Why One Leadership Style Is Never Enough

One of the most persistent myths in management is that great leaders have a single, identifiable style that they apply consistently. In reality, the most effective supervisors and managers do something more nuanced: they read each situation and adapt their approach accordingly. This is the essence of situational leadership.

Developed by Paul Hersey and Ken Blanchard, the Situational Leadership Model provides a practical framework for matching your leadership behavior to the development level of the individual you are leading.

The Two Dimensions of Leadership Behavior

The model defines leadership behavior along two axes:

  • Directive behavior: Telling, instructing, structuring — focusing on what, when, where, and how tasks should be completed.
  • Supportive behavior: Listening, encouraging, collaborating — focusing on the relationship and the person's motivation and confidence.

Different combinations of these behaviors produce four distinct leadership styles.

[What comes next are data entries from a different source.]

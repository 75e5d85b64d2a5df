use crate::config::Config;
use crate::error::{RecommendError, Result};
use crate::models::*;
use crate::services::catalog::Catalog;
use crate::services::posters::PosterStore;
use crate::services::recommendation::RecommendationService;
use crate::services::reviews::ReviewLog;
use crate::utils::validation::{validate_rating, validate_top_n, validate_user_id};
use dashmap::DashMap;
use serde::{Deserialize, Serialize};
use std::collections::HashMap;
use std::sync::Arc;
use std::time::Instant;
use tracing::{error, info};

#[derive(Debug, Clone, PartialEq, Eq, Serialize, Deserialize)]
pub struct FacetOptions {
    pub cuisine_types: Vec<String>,
    pub locations: Vec<String>,
    pub price_ranges: Vec<String>,
}

/// Request-level facade used by the HTTP and CLI front ends: validates
/// input, reproduces the dashboard's candidate pre-filtering and keeps
/// per-operation counters.
pub struct ServingService {
    catalog: Arc<Catalog>,
    recommendation_service: Arc<RecommendationService>,
    review_log: Arc<dyn ReviewLog>,
    posters: Arc<dyn PosterStore>,
    config: Arc<Config>,
    serving_stats: DashMap<String, u64>,
}

impl ServingService {
    pub fn new(
        catalog: Arc<Catalog>,
        recommendation_service: Arc<RecommendationService>,
        review_log: Arc<dyn ReviewLog>,
        posters: Arc<dyn PosterStore>,
        config: Arc<Config>,
    ) -> Self {
        Self {
            catalog,
            recommendation_service,
            review_log,
            posters,
            config,
            serving_stats: DashMap::new(),
        }
    }

    pub fn serve_collaborative(
        &self,
        user_id: &str,
        filter: &FacetFilter,
        n: Option<usize>,
    ) -> Result<RecommendationMap> {
        let result = self.collaborative_inner(user_id, filter, n);
        self.record_outcome("collaborative_requests", &result);
        result
    }

    fn collaborative_inner(
        &self,
        user_id: &str,
        filter: &FacetFilter,
        n: Option<usize>,
    ) -> Result<RecommendationMap> {
        validate_user_id(user_id)?;
        let n = n.unwrap_or(self.recommendation_service.default_top_n());
        validate_top_n(n, self.config.recommendation.max_top_n)?;

        let start_time = Instant::now();
        let candidates = self
            .catalog
            .filter_by(filter)
            .into_iter()
            .map(|r| r.restaurant_id.as_str());
        let recommendations =
            self.recommendation_service
                .recommend_collaborative(user_id, candidates, filter, Some(n));

        info!(
            "Served {} collaborative recommendations for user {} in {}ms",
            recommendations.get(user_id).map_or(0, Vec::len),
            user_id,
            start_time.elapsed().as_millis()
        );
        Ok(recommendations)
    }

    pub fn serve_similar(&self, restaurant_name: &str) -> Result<ContentRecommendations> {
        let start_time = Instant::now();
        let result = self.recommendation_service.recommend_content_based(restaurant_name);
        self.record_outcome("content_requests", &result);

        if let Ok(recommendations) = &result {
            info!(
                "Served {} similar restaurants for {:?} in {}ms",
                recommendations.len(),
                restaurant_name,
                start_time.elapsed().as_millis()
            );
        }
        result
    }

    pub fn facets(&self) -> FacetOptions {
        FacetOptions {
            cuisine_types: self.catalog.facet_values(Facet::CuisineType),
            locations: self.catalog.facet_values(Facet::Location),
            price_ranges: self.catalog.facet_values(Facet::PriceRange),
        }
    }

    pub fn restaurants(&self) -> Vec<Restaurant> {
        self.catalog.iter().cloned().collect()
    }

    pub fn submit_review(
        &self,
        user_id: &str,
        restaurant_name: &str,
        review_text: &str,
        rating: i64,
    ) -> Result<Review> {
        let result = self.submit_review_inner(user_id, restaurant_name, review_text, rating);
        self.record_outcome("reviews_submitted", &result);
        result
    }

    fn submit_review_inner(
        &self,
        user_id: &str,
        restaurant_name: &str,
        review_text: &str,
        rating: i64,
    ) -> Result<Review> {
        let rating = validate_rating(rating)?;
        if self.catalog.find_by_name(restaurant_name).is_none() {
            return Err(RecommendError::not_found(restaurant_name));
        }

        let review = Review::new(user_id, restaurant_name, review_text, rating);
        self.review_log.append(&review)?;
        Ok(review)
    }

    pub fn reviews(&self) -> Result<Vec<Review>> {
        self.review_log.read_all()
    }

    pub fn poster(&self, restaurant_id: &str) -> Result<Option<Poster>> {
        self.posters.get_poster(restaurant_id)
    }

    pub fn stats(&self) -> HashMap<String, u64> {
        self.serving_stats
            .iter()
            .map(|entry| (entry.key().clone(), *entry.value()))
            .collect()
    }

    fn increment_stat(&self, key: &str) {
        *self.serving_stats.entry(key.to_string()).or_insert(0) += 1;
    }

    fn record_outcome<T>(&self, key: &str, result: &Result<T>) {
        self.increment_stat(key);
        if let Err(e) = result {
            self.increment_stat("failed_requests");
            if e.is_not_found() || e.is_client_error() {
                info!("Rejected {} request: {}", key, e);
            } else {
                error!("Failed {} request: {}", key, e);
            }
        }
    }
}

The Four Leadership Styles

Style Directive Supportive Best Used When…
S1 – Directing High Low Employee is new, lacks skills, needs clear guidance
S2 – Coaching High High Employee has some skill but needs motivation and explanation
S3 – Supporting Low High Employee is capable but lacks confidence or commitment
S4 – Delegating Low Low Employee is skilled, motivated, and ready to own their work

Understanding Development Levels

Matching the right style begins with accurately diagnosing your team member's development level — the combination of their competence (skills and knowledge) and commitment (motivation and confidence) for a specific task.

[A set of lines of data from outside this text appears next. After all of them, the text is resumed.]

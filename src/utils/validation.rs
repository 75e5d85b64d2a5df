use crate::error::{RecommendError, Result};
use crate::models::*;

pub const MAX_REVIEW_LENGTH: usize = 5000;

pub fn validate_user_id(user_id: &str) -> Result<()> {
    if user_id.trim().is_empty() {
        return Err(RecommendError::Validation("User ID cannot be empty".to_string()));
    }

    if user_id.chars().count() > 100 {
        return Err(RecommendError::Validation(
            "User ID too long (max 100 characters)".to_string(),
        ));
    }

    Ok(())
}

pub fn validate_top_n(n: usize, max_top_n: usize) -> Result<()> {
    if n == 0 {
        return Err(RecommendError::Validation(
            "Number of recommendations must be greater than 0".to_string(),
        ));
    }

    if n > max_top_n {
        return Err(RecommendError::Validation(format!(
            "Number of recommendations too large: {} (max {})",
            n, max_top_n
        )));
    }

    Ok(())
}

pub fn validate_rating(rating: i64) -> Result<u8> {
    if !(1..=5).contains(&rating) {
        return Err(RecommendError::InvalidRating(rating));
    }
    Ok(rating as u8)
}

pub fn validate_review(review: &Review) -> Result<()> {
    validate_user_id(&review.user_id)?;
    validate_rating(i64::from(review.rating))?;

    if review.restaurant_name.is_empty() {
        return Err(RecommendError::Validation(
            "Restaurant name cannot be empty".to_string(),
        ));
    }

    if review.review_text.chars().count() > MAX_REVIEW_LENGTH {
        return Err(RecommendError::Validation(format!(
            "Review too long (max {} characters)",
            MAX_REVIEW_LENGTH
        )));
    }

    Ok(())
}

pub fn validate_model_parameters(params: &ModelParameters) -> Result<()> {
    if !params.global_mean.is_finite() {
        return Err(RecommendError::InvalidArtifact(
            "Global mean must be finite".to_string(),
        ));
    }

    let (low, high) = params.rating_scale;
    if !low.is_finite() || !high.is_finite() || low > high {
        return Err(RecommendError::InvalidArtifact(format!(
            "Invalid rating scale ({}, {})",
            low, high
        )));
    }

    for (kind, rows) in [("user", &params.users), ("item", &params.items)] {
        for (id, row) in rows {
            if !row.bias.is_finite() || row.factors.iter().any(|w| !w.is_finite()) {
                return Err(RecommendError::InvalidArtifact(format!(
                    "{} factors for {} contain invalid values",
                    kind, id
                )));
            }
        }
    }

    Ok(())
}
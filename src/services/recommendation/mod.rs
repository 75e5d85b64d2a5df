pub mod collaborative;
pub mod content;

pub use collaborative::CollaborativeRecommender;
pub use content::ContentRecommender;

use crate::algorithms::{RatingPredictor, SimilarityMatrix};
use crate::config::RecommendationConfig;
use crate::error::Result;
use crate::models::*;
use crate::services::catalog::Catalog;
use crate::services::posters::PosterStore;
use std::sync::Arc;
use tracing::info;

/// Entry points for both recommendation techniques over shared, read-only
/// artifacts.
pub struct RecommendationService {
    collaborative: CollaborativeRecommender,
    content: ContentRecommender,
    default_top_n: usize,
}

impl RecommendationService {
    pub fn new(
        catalog: Arc<Catalog>,
        similarity: Arc<SimilarityMatrix>,
        predictor: Arc<dyn RatingPredictor>,
        posters: Arc<dyn PosterStore>,
        config: &RecommendationConfig,
    ) -> Result<Self> {
        let content = ContentRecommender::new(
            catalog.clone(),
            similarity,
            posters,
            config.content_neighbors,
        )?;
        let collaborative = CollaborativeRecommender::new(catalog.clone(), predictor);

        info!(
            "Recommendation service ready over {} restaurants (top-n {}, {} neighbours)",
            catalog.len(),
            config.default_top_n,
            config.content_neighbors
        );

        Ok(Self {
            collaborative,
            content,
            default_top_n: config.default_top_n,
        })
    }

    pub fn default_top_n(&self) -> usize {
        self.default_top_n
    }

    /// Collaborative-filtering recommendations; `n` falls back to the
    /// configured default.
    pub fn recommend_collaborative<I, S>(
        &self,
        user_id: &str,
        candidate_ids: I,
        filter: &FacetFilter,
        n: Option<usize>,
    ) -> RecommendationMap
    where
        I: IntoIterator<Item = S>,
        S: AsRef<str>,
    {
        self.collaborative
            .recommend(user_id, candidate_ids, filter, n.unwrap_or(self.default_top_n))
    }

    pub fn recommend_content_based(&self, restaurant_name: &str) -> Result<ContentRecommendations> {
        self.content.similar_to(restaurant_name)
    }
}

  1. D1 – Enthusiastic Beginner: Low competence, high commitment. Needs direction, not discouragement.
  2. D2 – Disillusioned Learner: Some competence, lower commitment. Needs both direction and support.
  3. D3 – Capable but Cautious: High competence, variable commitment. Needs encouragement more than instruction.
  4. D4 – Self-Reliant Achiever: High competence, high commitment. Needs autonomy and recognition.

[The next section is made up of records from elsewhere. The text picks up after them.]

use thiserror::Error;

/// Errors raised by the recommendation core and its collaborators.
#[derive(Debug, Error)]
pub enum RecommendError {
    #[error("Restaurant not found: {key}")]
    RestaurantNotFound { key: String },

    #[error("Duplicate restaurant id in catalog: {id}")]
    DuplicateRestaurant { id: String },

    #[error("Invalid artifact: {0}")]
    InvalidArtifact(String),

    #[error("Dimension mismatch: expected {expected}, got {actual}")]
    DimensionMismatch { expected: usize, actual: usize },

    #[error("Prediction failed for user {user_id} and restaurant {restaurant_id}: {reason}")]
    Prediction {
        user_id: String,
        restaurant_id: String,
        reason: String,
    },

    #[error("Rating must be between 1 and 5, got {0}")]
    InvalidRating(i64),

    #[error("Validation failed: {0}")]
    Validation(String),

    #[error(transparent)]
    Io(#[from] std::io::Error),

    #[error(transparent)]
    Json(#[from] serde_json::Error),

    #[error(transparent)]
    Csv(#[from] csv::Error),
}

impl RecommendError {
    pub fn not_found(key: impl Into<String>) -> Self {
        Self::RestaurantNotFound { key: key.into() }
    }

    pub fn is_not_found(&self) -> bool {
        matches!(self, Self::RestaurantNotFound { .. })
    }

    /// True for errors caused by the caller's input rather than the service.
    pub fn is_client_error(&self) -> bool {
        matches!(
            self,
            Self::InvalidRating(_) | Self::Validation(_)
        )
    }
}

pub type Result<T> = std::result::Result<T, RecommendError>;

Practical Application: Reading Your Team

The key to applying this model is remembering that development level is task-specific, not person-specific. An experienced accountant starting a new project management role may be a D4 in their core accounting work but a D1 in the new responsibilities. Apply situational leadership by task, not by title.

Ask yourself these questions when working with a team member:

  • How much experience do they have with this specific task?
  • Are they confident in their ability to succeed?
  • Do they need structure, encouragement, or space?
  • What does over-directing or under-directing them cost?

The Most Common Mistake: Staying in One Style

Many supervisors default to their comfort style regardless of context. A naturally directive supervisor may stifle a high-performing D4 employee. A supportive supervisor may leave a new hire floundering without enough structure. Both mistakes reduce performance and damage trust.

Flexibility is not indecision — it is responsiveness. The best leaders earn the trust of their teams precisely because they see each person clearly and respond accordingly.

Building Your Situational Awareness

Start by observing, not assuming. Have direct conversations with team members about what kind of support they find most helpful. Notice how they respond to feedback, how they handle ambiguity, and when they seem to disengage. Over time, situational leadership becomes less of a framework you consciously apply and more of a natural instinct you develop through practice.